▶ [About this task]:
Report back every line from the entries below in which the word "operations" occurs.

▶ [Recorded information]:
--- --- ---

//! Scene-layer error types.

use thiserror::Error;
use vkr_rhi::RhiError;

use crate::handle::{MaterialId, MeshId, ModelId};

/// Errors returned by scene operations.
///
/// Handle misuse (wrong storage kind, destroyed slot) is a programming error
/// and panics instead.
#[derive(Error, Debug)]
pub enum SceneError {
    /// GPU or driver failure, including an out-of-date swapchain
    #[error(transparent)]
    Gpu(#[from] RhiError),

    /// Invalid renderer configuration
    #[error(transparent)]
    Config(#[from] vkr_core::Error),

    /// More vertices than a dynamic mesh reserved
    #[error("Dynamic mesh write of {requested} vertices exceeds reserved {reserved}")]
    CapacityExceeded { requested: usize, reserved: u32 },

    /// A mesh needs at least one vertex of storage
    #[error("Mesh must hold at least one vertex")]
    EmptyMesh,

    /// The slot ring would address more vertices than fit in a `u32`
    #[error("Dynamic mesh of {reserved} vertices x {slots} slots is too large")]
    MeshTooLarge { reserved: u32, slots: u32 },

    #[error("{0:?} is not a dynamic mesh")]
    NotDynamic(MeshId),

    #[error("Unknown material {0:?}")]
    UnknownMaterial(MaterialId),

    #[error("Unknown mesh {0:?}")]
    UnknownMesh(MeshId),

    #[error("Unknown model {0:?}")]
    UnknownModel(ModelId),
}

impl SceneError {
    /// True when the presenter must be resized before the next frame.
    pub fn is_out_of_date(&self) -> bool {
        matches!(self, SceneError::Gpu(e) if e.is_out_of_date())
    }
}

/// Result type alias for scene operations.
pub type SceneResult<T> = std::result::Result<T, SceneError>;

--- --- ---

▶ [Answer for the task]:
/// Errors returned by scene operations.
/// Result type alias for scene operations.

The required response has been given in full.